I remember going to see the Brooklyn Botanical Garden’s stinking corpse flower that summer, amorphophallus titanum, which produces its rotting-meat smell to attract flesh flies and other carrion insects. Afterward I took the train to the Lower East Side, got dumplings at Dim Sum Go Go, the delicately folded dough floral, all pinks and greens. Ended up on a Chinatown roof with Ballantine 40s looking down at New York Media, migrating from watering hole to watering hole. Spotted: two girls and a gay in leopard print tracksuit; rumor has it one's a bluecheck with 30k followers—guess which!

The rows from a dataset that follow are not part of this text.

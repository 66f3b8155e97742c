//! The per-kernel constant table: named 32-bit patterns shared by emitters.

use std::collections::HashMap;

use serde::{Deserialize, Serialize};

/// Bit pattern of f32 `1.0`, the canonical "true" value produced by
/// comparison and logical emitters.
pub const PATTERN_ONE: u32 = 0x3f80_0000;
pub const PATTERN_ZERO: u32 = 0x0000_0000;
pub const PATTERN_SIGN_MASK: u32 = 0x8000_0000;
pub const PATTERN_ABS_MASK: u32 = 0x7fff_ffff;
pub const PATTERN_POS_INF: u32 = 0x7f80_0000;
pub const PATTERN_NEG_INF: u32 = 0xff80_0000;

/// Collects every 32-bit constant the kernel's emitters need resident.
///
/// Entries are deduplicated by bit pattern, so emitters requesting the same
/// value share one slot. Each slot is 4 bytes; `BroadcastConst` splats the
/// slot across all vector lanes at runtime.
#[derive(Debug, Default)]
pub struct ConstantTable {
    entries: Vec<TableEntry>,
    by_pattern: HashMap<u32, usize>,
}

/// One resident constant: its first requester's name, the bit pattern, and
/// the byte offset inside the table.
#[derive(Debug, Clone, PartialEq, Eq, Serialize, Deserialize)]
pub struct TableEntry {
    pub name: String,
    pub pattern: u32,
    pub offset: u32,
}

impl ConstantTable {
    pub fn new() -> Self {
        ConstantTable::default()
    }

    /// Registers a constant, returning its byte offset. A pattern already
    /// present keeps its original slot and name.
    pub fn intern(&mut self, name: &str, pattern: u32) -> u32 {
        if let Some(&index) = self.by_pattern.get(&pattern) {
            return self.entries[index].offset;
        }
        let index = self.entries.len();
        let offset = (index * 4) as u32;
        self.entries.push(TableEntry {
            name: name.to_string(),
            pattern,
            offset,
        });
        self.by_pattern.insert(pattern, index);
        offset
    }

    /// Byte offset of an already-interned pattern.
    pub fn offset_of(&self, pattern: u32) -> Option<u32> {
        self.by_pattern
            .get(&pattern)
            .map(|&index| self.entries[index].offset)
    }

    pub fn is_empty(&self) -> bool {
        self.entries.is_empty()
    }

    pub fn len(&self) -> usize {
        self.entries.len()
    }

    pub fn byte_len(&self) -> usize {
        self.entries.len() * 4
    }

    pub fn entries(&self) -> &[TableEntry] {
        &self.entries
    }

    /// The table contents as raw little-endian bytes, in slot order.
    pub fn to_bytes(&self) -> Vec<u8> {
        let mut bytes = Vec::with_capacity(self.byte_len());
        for entry in &self.entries {
            bytes.extend_from_slice(&entry.pattern.to_le_bytes());
        }
        bytes
    }

    pub fn into_entries(self) -> Vec<TableEntry> {
        self.entries
    }
}

#[cfg(test)]
mod tests {
    use super::*;

    #[test]
    fn identical_patterns_share_a_slot() {
        let mut table = ConstantTable::new();
        let a = table.intern("one", PATTERN_ONE);
        let b = table.intern("true_value", PATTERN_ONE);
        let c = table.intern("sign_mask", PATTERN_SIGN_MASK);
        assert_eq!(a, b);
        assert_ne!(a, c);
        assert_eq!(table.len(), 2);
        assert_eq!(table.entries()[0].name, "one");
    }

    #[test]
    fn offsets_advance_by_four_bytes() {
        let mut table = ConstantTable::new();
        assert_eq!(table.intern("zero", PATTERN_ZERO), 0);
        assert_eq!(table.intern("one", PATTERN_ONE), 4);
        assert_eq!(table.intern("abs", PATTERN_ABS_MASK), 8);
        assert_eq!(table.byte_len(), 12);
    }

    #[test]
    fn bytes_are_little_endian_slots() {
        let mut table = ConstantTable::new();
        table.intern("one", PATTERN_ONE);
        assert_eq!(table.to_bytes(), vec![0x00, 0x00, 0x80, 0x3f]);
    }
}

Someone below shouts “accelerationism!”; someone else shouts “degrowth!”; up top Antonio is explaining one of his Type of Guy theories: “The type of guys these gals like, they never have Instagrams or even smart phones; they’re like, 45 and like, Gen-X and like, wear their out-of-touch’ness as a badge. They go on rants about how celebrity culture is vain and trivial. They change their flip phone every six months because they’re worried the government is listening in, and they have some weirdly private art practice like developing black'n'white photos in a dark room or playing drums in a band that’s never released any recordings. It’s kinda like how gals w/ anxiety fetishize guys who drive on broken transmissions or think nothing of smuggling pills across an international border. It’s a reprieve from the value system of their work worlds, where living is public and the public is performative.
Which of course ends up, necessarily, being their own value system so long as that’s the ecosystem they’re trying to win at. You can’t succeed without drinking some kool-aid, because it’s the kool-aid that justifies all the striving and the effort.